Abstract
AbstractAn increase in injection activity associated with energy production in southern Kansas starting in 2013 has been linked to the occurrence of more than 130,000 earthquakes (M −1.5 to 4.9) between 2014 and 2017. Studies suggest that the dramatic increase in seismicity rate is related to wastewater injection into the highly permeable Arbuckle formation. Most of the seismicity is located in the underlying crystalline basement, for which hydrological properties and specific fault geometries are unknown.
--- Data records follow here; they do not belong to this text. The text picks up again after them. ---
/// Three-state circuit breaker.
#[derive(Debug)]
pub struct CircuitBreaker {
    name: String,
    failure_threshold: u32,
    reset_timeout: Duration,
    half_open_max_calls: u32,
    inner: Mutex<BreakerState>,
}

impl CircuitBreaker {
    pub fn new(config: CircuitBreakerConfig) -> ToolkitResult<Self> {
        validation::ensure(|errors| {
            validation::check_circuit_breaker(&config, "circuit_breaker", errors)
        })?;

        Ok(Self {
            failure_threshold: config.failure_threshold,
            reset_timeout: config.reset_timeout(),
            half_open_max_calls: config.half_open_max_calls,
            name: config.name,
            inner: Mutex::new(BreakerState {
                state: CircuitState::Closed,
                generation: 0,
                consecutive_failures: 0,
                last_failure: None,
                half_open_in_flight: 0,
                total_calls: 0,
                total_failures: 0,
                total_rejections: 0,
                times_opened: 0,
            }),
        })
    }

    /// Run `operation` if the circuit admits it.
    ///
    /// Rejections are returned as [`ResilienceError::CircuitOpen`] or
    /// [`ResilienceError::HalfOpenSaturated`] without invoking `operation`.
    pub async fn execute<F, Fut, T, E>(&self, operation: F) -> Result<T, ResilienceError<E>>
    where
        F: FnOnce() -> Fut,
        Fut: Future<Output = Result<T, E>>,
    {
        let call = self.admit()?;
        let result = operation().await;
        call.settle(result.is_ok());
        result.map_err(ResilienceError::Operation)
    }

    fn admit<E>(&self) -> Result<Call<'_>, ResilienceError<E>> {
        let now = Instant::now();
        let mut inner = self.inner.lock();
        inner.total_calls += 1;

        match inner.state {
            CircuitState::Closed => Ok(Call::new(self, false, inner.generation)),
            CircuitState::Open => {
                let elapsed = inner
                    .last_failure
                    .map_or(self.reset_timeout, |at| now.saturating_duration_since(at));
                if elapsed >= self.reset_timeout {
                    self.transition(&mut inner, CircuitState::HalfOpen);
                    inner.half_open_in_flight = 1;
                    Ok(Call::new(self, true, inner.generation))
                } else {
                    inner.total_rejections += 1;
                    metrics::record_breaker_rejection(&self.name);
                    Err(ResilienceError::CircuitOpen {
                        name: self.name.clone(),
                        retry_after: self.reset_timeout - elapsed,
                    })
                }
            }
            CircuitState::HalfOpen => {
                if inner.half_open_in_flight < self.half_open_max_calls {
                    inner.half_open_in_flight += 1;
                    Ok(Call::new(self, true, inner.generation))
                } else {
                    inner.total_rejections += 1;
                    metrics::record_breaker_rejection(&self.name);
                    Err(ResilienceError::HalfOpenSaturated {
                        name: self.name.clone(),
                        max_calls: self.half_open_max_calls,
                    })
                }
            }
        }
    }

    fn on_success(&self, trial: bool, generation: u64) {
        let mut inner = self.inner.lock();
        if inner.generation != generation {
            return;
        }
        inner.consecutive_failures = 0;
        if trial && inner.state == CircuitState::HalfOpen {
            self.transition(&mut inner, CircuitState::Closed);
        }
    }

    fn on_failure(&self, trial: bool, generation: u64) {
        let mut inner = self.inner.lock();
        inner.total_failures += 1;
        inner.consecutive_failures = inner.consecutive_failures.saturating_add(1);
        inner.last_failure = Some(Instant::now());

        match inner.state {
            CircuitState::HalfOpen if trial && inner.generation == generation => {
                self.transition(&mut inner, CircuitState::Open)
            }
            CircuitState::Closed if inner.consecutive_failures >= self.failure_threshold => {
                self.transition(&mut inner, CircuitState::Open)
            }
            _ => {}
        }
    }

    fn release_trial(&self, generation: u64) {
        let mut inner = self.inner.lock();
        if inner.generation == generation && inner.state == CircuitState::HalfOpen {
            inner.half_open_in_flight = inner.half_open_in_flight.saturating_sub(1);
        }
    }

    fn transition(&self, inner: &mut BreakerState, to: CircuitState) {
        let from = inner.state;
        inner.state = to;
        inner.generation += 1;
        inner.half_open_in_flight = 0;

        match to {
            CircuitState::Open => {
                inner.times_opened += 1;
                tracing::warn!(
                    breaker = %self.name,
                    from = from.as_str(),
                    consecutive_failures = inner.consecutive_failures,
                    "Circuit opened"
                );
            }
            CircuitState::HalfOpen => {
                tracing::info!(breaker = %self.name, "Circuit half-open, allowing trial calls");
            }
            CircuitState::Closed => {
                inner.consecutive_failures = 0;
                tracing::info!(breaker = %self.name, from = from.as_str(), "Circuit closed");
            }
        }
        metrics::record_breaker_transition(&self.name, to.as_str());
    }

    /// Current state. An open circuit whose cool-down has elapsed still
    /// reports `Open` until the next call moves it to `HalfOpen`.
    pub fn state(&self) -> CircuitState {
        self.inner.lock().state
    }

    /// Force the circuit closed and forget recent failures.
    pub fn reset(&self) {
        let mut inner = self.inner.lock();
        inner.last_failure = None;
        if inner.state != CircuitState::Closed {
            self.transition(&mut inner, CircuitState::Closed);
        }
        inner.consecutive_failures = 0;
    }

    pub fn name(&self) -> &str {
        &self.name
    }

    pub fn stats(&self) -> CircuitStats {
        let inner = self.inner.lock();
        CircuitStats {
            name: self.name.clone(),
            state: inner.state,
            consecutive_failures: inner.consecutive_failures,
            half_open_in_flight: inner.half_open_in_flight,
            total_calls: inner.total_calls,
            total_failures: inner.total_failures,
            total_rejections: inner.total_rejections,
            times_opened: inner.times_opened,
        }
    }
}
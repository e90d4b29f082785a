//! Error type shared by every resilience wrapper.

use std::fmt;
use std::time::Duration;

/// Why a wrapped call did not produce a value.
///
/// `E` is the wrapped operation's own error type. Wrappers that nest produce
/// `ResilienceError<ResilienceError<E>>`; [`flatten`](ResilienceError::flatten)
/// collapses that back to a single level.
#[derive(Debug)]
pub enum ResilienceError<E> {
    /// The breaker is open and its cool-down has not elapsed. The operation
    /// was not invoked.
    CircuitOpen { name: String, retry_after: Duration },

    /// The breaker is half-open and every trial slot is taken. The operation
    /// was not invoked.
    HalfOpenSaturated { name: String, max_calls: u32 },

    /// The deadline won the race.
    Timeout { after: Duration, message: String },

    /// No token became available in time. The operation was not invoked.
    RateLimited { name: String },

    /// Every attempt failed; `last` is the final attempt's failure.
    RetriesExhausted {
        attempts: u32,
        last: Box<ResilienceError<E>>,
    },

    /// The operation itself failed.
    Operation(E),
}

/// Result type for wrapped calls.
pub type ResilienceResult<T, E> = Result<T, ResilienceError<E>>;

impl<E> ResilienceError<E> {
    /// The innermost failure, looking through `RetriesExhausted`.
    pub fn last_error(&self) -> &ResilienceError<E> {
        match self {
            ResilienceError::RetriesExhausted { last, .. } => last.last_error(),
            other => other,
        }
    }

    /// Refused by an open or saturated breaker.
    pub fn is_circuit_open(&self) -> bool {
        matches!(
            self.last_error(),
            ResilienceError::CircuitOpen { .. } | ResilienceError::HalfOpenSaturated { .. }
        )
    }

    pub fn is_timeout(&self) -> bool {
        matches!(self.last_error(), ResilienceError::Timeout { .. })
    }

    /// Refused before the operation ran (breaker or rate limiter).
    pub fn is_rejection(&self) -> bool {
        matches!(
            self.last_error(),
            ResilienceError::CircuitOpen { .. }
                | ResilienceError::HalfOpenSaturated { .. }
                | ResilienceError::RateLimited { .. }
        )
    }

    /// The operation's own error, if that is what ultimately failed.
    pub fn operation_error(&self) -> Option<&E> {
        match self.last_error() {
            ResilienceError::Operation(err) => Some(err),
            _ => None,
        }
    }

    /// Owned form of [`operation_error`](Self::operation_error).
    pub fn into_operation_error(self) -> Option<E> {
        match self {
            ResilienceError::Operation(err) => Some(err),
            ResilienceError::RetriesExhausted { last, .. } => (*last).into_operation_error(),
            _ => None,
        }
    }

    /// Convert the operation error, keeping everything else.
    pub fn map_operation<F, E2>(self, f: F) -> ResilienceError<E2>
    where
        F: FnOnce(E) -> E2,
    {
        match self {
            ResilienceError::Operation(err) => ResilienceError::Operation(f(err)),
            ResilienceError::RetriesExhausted { attempts, last } => ResilienceError::RetriesExhausted {
                attempts,
                last: Box::new((*last).map_operation(f)),
            },
            ResilienceError::CircuitOpen { name, retry_after } => {
                ResilienceError::CircuitOpen { name, retry_after }
            }
            ResilienceError::HalfOpenSaturated { name, max_calls } => {
                ResilienceError::HalfOpenSaturated { name, max_calls }
            }
            ResilienceError::Timeout { after, message } => ResilienceError::Timeout { after, message },
            ResilienceError::RateLimited { name } => ResilienceError::RateLimited { name },
        }
    }
}

impl<E> ResilienceError<ResilienceError<E>> {
    /// Collapse one level of nesting.
    pub fn flatten(self) -> ResilienceError<E> {
        match self {
            ResilienceError::Operation(inner) => inner,
            ResilienceError::RetriesExhausted { attempts, last } => ResilienceError::RetriesExhausted {
                attempts,
                last: Box::new((*last).flatten()),
            },
            ResilienceError::CircuitOpen { name, retry_after } => {
                ResilienceError::CircuitOpen { name, retry_after }
            }
            ResilienceError::HalfOpenSaturated { name, max_calls } => {
                ResilienceError::HalfOpenSaturated { name, max_calls }
            }
            ResilienceError::Timeout { after, message } => ResilienceError::Timeout { after, message },
            ResilienceError::RateLimited { name } => ResilienceError::RateLimited { name },
        }
    }
}

impl<E: fmt::Display> fmt::Display for ResilienceError<E> {
    fn fmt(&self, f: &mut fmt::Formatter<'_>) -> fmt::Result {
        match self {
            ResilienceError::CircuitOpen { name, retry_after } => {
                write!(f, "Circuit breaker '{}' is open, retry in {:?}", name, retry_after)
            }
            ResilienceError::HalfOpenSaturated { name, max_calls } => write!(
                f,
                "Circuit breaker '{}' is half-open with {} trial call(s) in flight",
                name, max_calls
            ),
            ResilienceError::Timeout { after, message } => write!(f, "{} after {:?}", message, after),
            ResilienceError::RateLimited { name } => write!(f, "Rate limiter '{}' denied the call", name),
            ResilienceError::RetriesExhausted { attempts, last } => {
                write!(f, "Retries exhausted after {} attempts: {}", attempts, last)
            }
            ResilienceError::Operation(err) => write!(f, "{}", err),
        }
    }
}

impl<E> std::error::Error for ResilienceError<E>
where
    E: fmt::Debug + fmt::Display + 'static,
{
    fn source(&self) -> Option<&(dyn std::error::Error + 'static)> {
        match self {
            ResilienceError::RetriesExhausted { last, .. } => Some(&**last),
            _ => None,
        }
    }
}

#[cfg(test)]
mod tests {
    use super::*;

    fn exhausted(last: ResilienceError<&'static str>) -> ResilienceError<&'static str> {
        ResilienceError::RetriesExhausted {
            attempts: 3,
            last: Box::new(last),
        }
    }

    #[test]
    fn test_inspectors_look_through_retries() {
        let err = exhausted(ResilienceError::Timeout {
            after: Duration::from_millis(100),
            message: "Operation timed out".into(),
        });
        assert!(err.is_timeout());
        assert!(!err.is_rejection());
        assert!(err.operation_error().is_none());

        let err = exhausted(ResilienceError::Operation("boom"));
        assert_eq!(err.operation_error(), Some(&"boom"));
        assert_eq!(err.into_operation_error(), Some("boom"));
    }

    #[test]
    fn test_rejections() {
        let open: ResilienceError<()> = ResilienceError::CircuitOpen {
            name: "b".into(),
            retry_after: Duration::from_secs(1),
        };
        assert!(open.is_circuit_open());
        assert!(open.is_rejection());

        let limited: ResilienceError<()> = ResilienceError::RateLimited { name: "r".into() };
        assert!(!limited.is_circuit_open());
        assert!(limited.is_rejection());
    }

    #[test]
    fn test_flatten_nested() {
        let nested: ResilienceError<ResilienceError<&str>> = ResilienceError::RetriesExhausted {
            attempts: 2,
            last: Box::new(ResilienceError::Operation(ResilienceError::Timeout {
                after: Duration::from_millis(5),
                message: "slow".into(),
            })),
        };

        let flat = nested.flatten();
        assert!(matches!(
            flat,
            ResilienceError::RetriesExhausted { attempts: 2, ref last } if last.is_timeout()
        ));

        let inner: ResilienceError<ResilienceError<&str>> =
            ResilienceError::Operation(ResilienceError::Operation("x"));
        assert!(matches!(inner.flatten(), ResilienceError::Operation("x")));
    }

    #[test]
    fn test_map_operation() {
        let err = exhausted(ResilienceError::Operation("boom")).map_operation(|s| s.len());
        assert_eq!(err.into_operation_error(), Some(4));
    }

    #[test]
    fn test_error_display() {
        let err = exhausted(ResilienceError::Operation("boom"));
        assert_eq!(err.to_string(), "Retries exhausted after 3 attempts: boom");

        let err: ResilienceError<String> = ResilienceError::RateLimited { name: "rpc".into() };
        assert_eq!(err.to_string(), "Rate limiter 'rpc' denied the call");
    }
}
Additionally, some earthquake clusters occurred relatively far (tens of kilometers) from the main injection wells. Therefore, the effect of pore pressure diffusion may be insufficient to explain the relation between the volume of injected fluids and the spatiotemporal evolution of seismicity. Combining physical models (static stress and poroelasticity) and a statistical cluster analysis applied to a high‐resolution relocated catalog, we analyze the evolution of seismicity in southern Kansas. We find that pore pressure changes (Δp) and Coulomb stress changes (ΔCFS) due to fluid diffusion smaller than 0.1 MPa are enough to initiate seismic sequences, which then evolve depending on their distance from the major injection wells. However, we find that earthquake sequences have different seismogenic responses to Δp and ΔCFS in terms of triggering threshold. In regions located close to disposal wells (Harper area) our cluster analysis suggests that both earthquake interactions and fluid diffusion control the evolution of seismicity. On the other hand, at greater distances (Milan area), where clustering behavior suggests greater earthquake interactions, we find that coseismic ΔCFS are larger than Δp.
Highlights
Pore fluid pressure increase and poroelastic stresses resulting from wastewater disposal are responsible for the sharp increase in seismicity in Oklahoma and southern Kansas over the past 6 years (Keranen et al, 2014; Langenbruch et al, 2018; Peterie et al, 2018; Rubinstein et al, 2018; Weingarten et al, 2015; Zhai et al, 2019, 2020)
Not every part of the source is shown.